Constructions of compound mutant mice Apc⁷¹⁶ COX-2 (-/-) and Apc^Min COX-1 (-/-) were described previously (10 , 14) . Five age-matched Apc⁷¹⁶ mice were used for scoring of the polyp diameters as described previously (10) . Briefly, all of the intestinal polyps excluding those <0.1 mm in diameter were counted by a single examiner under a dissecting microscope.

Quantitative Real-Time RT-PCR.
The gene-specific primer sets were designed for COX-2 (forward, 5'-AAT GAG TAC CGC AAA CGC TTC; reverse, 5'-CAG CCA TTT CCT TCT CTC CTG TA) and mPGES (forward, 5'-CAA CGA CAT GGA GAC AAT CTA TCC; reverse, 5'-GGA AAT GTA TCC AGG CGA TCA). More than 5 polyps >1 mm and normal intestines were collected from Apc⁷¹⁶ mice (n = 5). Total RNA was prepared using ISOGEN solution (Nippon Gene, Toyama, Japan), and cDNA was synthesized with SuperScript II reverse transcriptase (Invitrogen, Carlsbad, CA). Real-time PCR was performed using ABI PRISM 7700 Sequence Detection System (Applied Biosystems, Foster City, CA). Each reaction mixture contained 100 ng of cDNA as template, 2x master mix solution, 0.3 µM of primers, and 1.25 µM of the gene specific probe. Probes for COX-2 (5'-CCC TGA AGC CGT ACA CAT CAT TTG AAG AAC-3') and mPGES (5'-TTC CTC TTC CTC GGC TTC GTG TAC TCA TTC-3') were labeled with the carboxyfluorescein fluorescent dye.

Western Blotting.
The normal intestine and polyp tissues were homogenized and sonicated, respectively, in lysis buffer [50 mM phosphate buffer (pH 7.0), 100 mM NaCl, and 2 mM EDTA] containing a protease inhibitor mixture (Roche). After centrifugation at 10,000 x g at 4°C for 10 min, 40 µg of the supernatant protein was mixed with 5x SDS sample buffer [350 mM Tris HCl (pH 6.8), 36% glycerol, 10% SDS, and 600 mM DTT], and separated in 10% or 10–20% gradient SDS polyacrylamide gels. Proteins were transferred to polyvinylidene difluoride membranes. After blocking with 5% skimmed milk/Tris-buffered saline-Tween 20, membranes were incubated with an antibody for COX-1 (Santa Cruz Biotechnology, Santa Cruz, CA), COX-2, cPGES, or mPGES (Cayman Chemical, Ann Arbor, MI) at 200-, 1,000-, 200-, or 500-fold dilution, respectively. The enhanced chemiluminescence detection system (Amersham Pharmacia, Uppsala, Sweden) was used to detect the specific signals. The same membrane was reprobed with anti-ß-actin antibody (Sigma) at 5,000-fold dilution to calibrate the total protein loaded.

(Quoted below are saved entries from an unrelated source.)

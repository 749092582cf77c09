//! Entity type registry and operation dispatch.
//!
//! The registry is the hook point the interceptor uses to gate
//! operations: [`EntityRegistry::replace_operation`] swaps the callable
//! registered under `(model, method)` for a wrapper and hands back the
//! original, which the interceptor keeps in its own patch map until the
//! patch is removed.

use serde_json::Value;
use std::fmt;
use std::sync::Arc;
use studio_core::{MethodName, ModelName, RecordId};

use crate::error::HostResult;
use crate::session::Session;

/// One invocation of an entity operation on a recordset.
#[derive(Clone)]
pub struct OperationCall {
    /// The entity type being operated on.
    pub model: ModelName,
    /// The records the operation targets.
    pub records: Vec<RecordId>,
    /// Opaque host-side arguments, forwarded untouched.
    pub args: Value,
    /// The caller's execution context.
    pub session: Session,
}

impl OperationCall {
    /// Create a call with no extra arguments.
    #[must_use]
    pub fn new(model: ModelName, records: Vec<RecordId>, session: Session) -> Self {
        Self {
            model,
            records,
            args: Value::Null,
            session,
        }
    }

    /// Attach host-side arguments.
    #[must_use]
    pub fn with_args(mut self, args: Value) -> Self {
        self.args = args;
        self
    }

    /// Copy of this call narrowed to a subset of its records.
    #[must_use]
    pub fn narrowed(&self, records: Vec<RecordId>) -> Self {
        Self {
            model: self.model.clone(),
            records,
            args: self.args.clone(),
            session: self.session.clone(),
        }
    }
}

impl fmt::Debug for OperationCall {
    fn fmt(&self, f: &mut fmt::Formatter<'_>) -> fmt::Result {
        f.debug_struct("OperationCall")
            .field("model", &self.model)
            .field("records", &self.records)
            .field("session", &self.session)
            .finish_non_exhaustive()
    }
}

/// A registered entity operation. Returns an opaque host value that
/// the host's UI layer knows how to render.
pub type OperationFn = Arc<dyn Fn(&OperationCall) -> HostResult<Value> + Send + Sync>;

/// Host-provided registry of entity types and their operations.
pub trait EntityRegistry: Send + Sync {
    /// Whether the entity type exists.
    fn model_exists(&self, model: &ModelName) -> bool;

    /// Whether `method` names a public callable declared on `model`.
    ///
    /// Private (underscore-prefixed) names are never public, whatever
    /// the registry holds.
    fn has_public_method(&self, model: &ModelName, method: &MethodName) -> bool;

    /// The callable currently registered under `(model, method)`.
    fn operation(&self, model: &ModelName, method: &MethodName) -> Option<OperationFn>;

    /// Atomically replace the callable registered under
    /// `(model, method)`, returning the one it displaces.
    ///
    /// # Errors
    ///
    /// Returns `UnknownOperation` when nothing is registered under the
    /// pair.
    fn replace_operation(
        &self,
        model: &ModelName,
        method: &MethodName,
        operation: OperationFn,
    ) -> HostResult<OperationFn>;
}
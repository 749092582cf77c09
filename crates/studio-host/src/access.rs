//! Access capability checks and group membership.

use std::collections::HashSet;
use studio_core::{GroupId, ModelName, RecordId, UserId};

use crate::error::HostResult;

/// Host-provided access control.
///
/// Checks raise ([`HostError::AccessDenied`](crate::HostError::AccessDenied))
/// rather than returning a boolean, so that call sites propagate the
/// host's own error message with `?`.
pub trait AccessChecker: Send + Sync {
    /// Verify the user may read the entity type, and the record when
    /// one is given (the record-less form backs rule-editor views that
    /// browse rules without a record).
    ///
    /// # Errors
    ///
    /// Returns `AccessDenied` when the capability is missing.
    fn check_read(&self, model: &ModelName, record: Option<RecordId>, user: &UserId)
    -> HostResult<()>;

    /// Verify the user may write the record.
    ///
    /// # Errors
    ///
    /// Returns `AccessDenied` when the capability is missing.
    fn check_write(&self, model: &ModelName, record: RecordId, user: &UserId) -> HostResult<()>;

    /// Members of a named group. Unknown groups are empty.
    fn group_members(&self, group: &GroupId) -> HashSet<UserId>;
}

Immunohistochemistry and Immunofluorescence Staining.
Respective antibodies for COX-1 (Santa Cruz Biotechnology), COX-2, mPGES (Cayman Chemical), vimentin (Sigma), and Ki-67 (MIB-5; DAKO, Copenhagen, Denmark) were used as the primary antibodies for immunostaining. Tissue samples were fixed in 4% paraformaldehyde, embedded in paraffin wax, and sectioned at 4-µm thickness. FAP polyp samples were collected from four FAP patients who underwent operations in 1999 at the Department of Digestive Surgery, Tokyo Medical and Dental University.

For immunohistochemistry, sections were pretreated with 0.3% H₂O₂ for 30 min, blocked with 10% goat serum, 3% BSA in PBS for 1 h, and incubated for 1 h with the primary antibody. Immunostaining signals were visualized using Vectastain Elite kit (Vector Laboratories, Burlingame, CA). For immunostaining of Ki-67, sections were pretreated in a microwave oven in 10 mM citrate buffer for 15 min before incubation with the primary antibody. The M.O.M kit (Vector Laboratories) was used to minimize the background stainings caused by mouse IgG used for the primary antibodies. For immunofluorescence staining, paraffin sections and OCT-embedded frozen sections of 7-µm thickness were used. As the secondary antibody, Alexa Fluor antirabbit IgG (Molecular Probes, Eugene, OR) or FITC-conjugated antigoat IgG (Jackson Immunoresearch, West Grove, PA) was used. To detect COX-2 promoter activity in the COX-2 knockout mouse polyps, an FITC-conjugated antibody for ß-galactosidase (Abcam Limited, Cambridge, United Kingdom) was used, because the COX-2 gene coding region was replaced with a bacterial ß-galactosidase gene (10) .

Statistical Analysis.
Data are expressed as mean ± SD (Fig. 1, B and C) , and statistical significance was assessed by Student’s t test. P < 0.05 was considered as statistically significant.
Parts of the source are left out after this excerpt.